Golden Layers and Where to Find Them: Improved Knowledge Editing for Large Language Models Via Layer Gradient Analysis
arXiv:2602.20207v1 Announce Type: new
Abstract: Knowledge editing in Large Language Models (LLMs) aims to update the model’s prediction for a specific query to a desired target while preserving its behavior on all other inputs. This process typically involves two stages: identifying the layer to edit and performing the parameter update. Intuitively, different queries may localize knowledge at different depths of the model, resulting in different sample-wise editing performance for a fixed editing layer.
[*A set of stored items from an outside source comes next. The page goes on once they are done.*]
//! Server-rendered HTML for the single-page form.

use pulldown_cmark::{CowStr, Event, Options, Parser, Tag, html};
use url::Url;

use crate::consts::format_number;
use crate::jobs::{JobSnapshot, JobState};

const TITLE: &str = "News Summarizer";

const STYLE: &str = "body{font-family:system-ui,sans-serif;max-width:46rem;margin:2rem auto;padding:0 1rem;line-height:1.5}\
input[type=text]{width:70%;padding:.4rem}button{padding:.4rem .8rem}\
.status{color:#555}.error{color:#b00020}.notice{color:#8a6d00}\
.summary{border-top:1px solid #ddd;margin-top:1.5rem;padding-top:1rem}.usage{color:#777;font-size:.85rem}";

/// Escape text for use in HTML element content and attribute values.
pub fn escape(text: &str) -> String {
    let mut out = String::with_capacity(text.len());
    for c in text.chars() {
        match c {
            '&' => out.push_str("&amp;"),
            '<' => out.push_str("&lt;"),
            '>' => out.push_str("&gt;"),
            '"' => out.push_str("&quot;"),
            '\'' => out.push_str("&#39;"),
            _ => out.push(c),
        }
    }
    out
}

/// Links and images may only point at web or mail URLs. Relative ones are fine.
fn is_safe_url(dest: &str) -> bool {
    match Url::parse(dest) {
        Ok(url) => matches!(url.scheme(), "http" | "https" | "mailto"),
        Err(url::ParseError::RelativeUrlWithoutBase) => true,
        Err(_) => false,
    }
}

/// Render model output as markdown. Raw HTML in the input is shown as text
/// and links with any other scheme lose their target.
pub fn markdown_to_html(markdown: &str) -> String {
    let mut options = Options::empty();
    options.insert(Options::ENABLE_STRIKETHROUGH);
    options.insert(Options::ENABLE_TABLES);

    let parser = Parser::new_ext(markdown, options).map(|event| match event {
        Event::Html(raw) | Event::InlineHtml(raw) => Event::Text(raw),
        Event::Start(Tag::Link {
            link_type,
            dest_url,
            title,
            id,
        }) if !is_safe_url(&dest_url) => Event::Start(Tag::Link {
            link_type,
            dest_url: CowStr::Borrowed(""),
            title,
            id,
        }),
        Event::Start(Tag::Image {
            link_type,
            dest_url,
            title,
            id,
        }) if !is_safe_url(&dest_url) => Event::Start(Tag::Image {
            link_type,
            dest_url: CowStr::Borrowed(""),
            title,
            id,
        }),
        other => other,
    });

    let mut out = String::new();
    html::push_html(&mut out, parser);
    out
}

fn layout(refresh: Option<u64>, content: &str) -> String {
    let refresh = refresh
        .map(|secs| format!("<meta http-equiv=\"refresh\" content=\"{secs}\">\n"))
        .unwrap_or_default();
    format!(
        "<!doctype html>\n<html lang=\"en\">\n<head>\n<meta charset=\"utf-8\">\n{refresh}<title>{TITLE}</title>\n<style>{STYLE}</style>\n</head>\n<body>\n<h1>{TITLE}</h1>\n{content}</body>\n</html>\n"
    )
}

fn topic_form(topic: &str) -> String {
    format!(
        "<form method=\"post\" action=\"/\">\n<label for=\"topic\">Enter topic</label><br>\n<input type=\"text\" id=\"topic\" name=\"topic\" value=\"{}\" autofocus>\n<button type=\"submit\">Run Assistant</button>\n</form>\n",
        escape(topic)
    )
}

/// The bare form, optionally with a notice above it.
pub fn form_page(topic: &str, notice: Option<&str>) -> String {
    let notice = notice
        .map(|n| format!("<p class=\"notice\">{}</p>\n", escape(n)))
        .unwrap_or_default();
    layout(None, &format!("{notice}{}", topic_form(topic)))
}

/// The form plus the state of one job. Running jobs refresh themselves.
pub fn job_page(job: &JobSnapshot, refresh_secs: u64) -> String {
    let elapsed = job.elapsed.as_secs();
    let topic = escape(&job.topic);

    let (refresh, body) = match &job.state {
        JobState::Running { status } => {
            let status = status.map(|s| s.to_string()).unwrap_or_else(|| "starting".to_string());
            (
                Some(refresh_secs),
                format!(
                    "<p class=\"status\">Summarizing news on \"{topic}\": {status} ({elapsed}s)</p>\n<form method=\"post\" action=\"/jobs/{}/cancel\"><button type=\"submit\">Cancel</button></form>\n",
                    job.id
                ),
            )
        }
        JobState::Done(summary) => {
            let usage = summary
                .usage
                .map(|u| {
                    format!(
                        "<p class=\"usage\">{} prompt + {} completion tokens, {elapsed}s</p>\n",
                        format_number(u.prompt_tokens),
                        format_number(u.completion_tokens)
                    )
                })
                .unwrap_or_default();
            (
                None,
                format!(
                    "<section class=\"summary\">\n{}</section>\n{usage}",
                    markdown_to_html(&summary.text)
                ),
            )
        }
        JobState::Failed(reason) => (
            None,
            format!(
                "<p class=\"error\">Could not summarize \"{topic}\": {}</p>\n",
                escape(reason)
            ),
        ),
        JobState::Cancelled => (
            None,
            format!("<p class=\"notice\">Cancelled after {elapsed}s.</p>\n"),
        ),
    };

    layout(refresh, &format!("{}{body}", topic_form(&job.topic)))
}

pub fn not_found_page() -> String {
    layout(
        None,
        &format!(
            "<p class=\"error\">No such job.</p>\n{}",
            topic_form("")
        ),
    )
}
In this work, we hypothesize the existence of fixed golden layers that can achieve near-optimal editing performance similar to sample-wise optimal layers. To validate this hypothesis, we provide empirical evidence by comparing golden layers against ground-truth sample-wise optimal layers. Furthermore, we show that golden layers can be reliably identified using a proxy dataset and generalize effectively to unseen test set queries across datasets. Finally, we propose a novel method, namely Layer Gradient Analysis (LGA) that estimates golden layers efficiently via gradient-attribution, avoiding extensive trial-and-error across multiple editing runs. Extensive experiments on several benchmark datasets demonstrate the effectiveness and robustness of our LGA approach across different LLM types and various knowledge editing methods.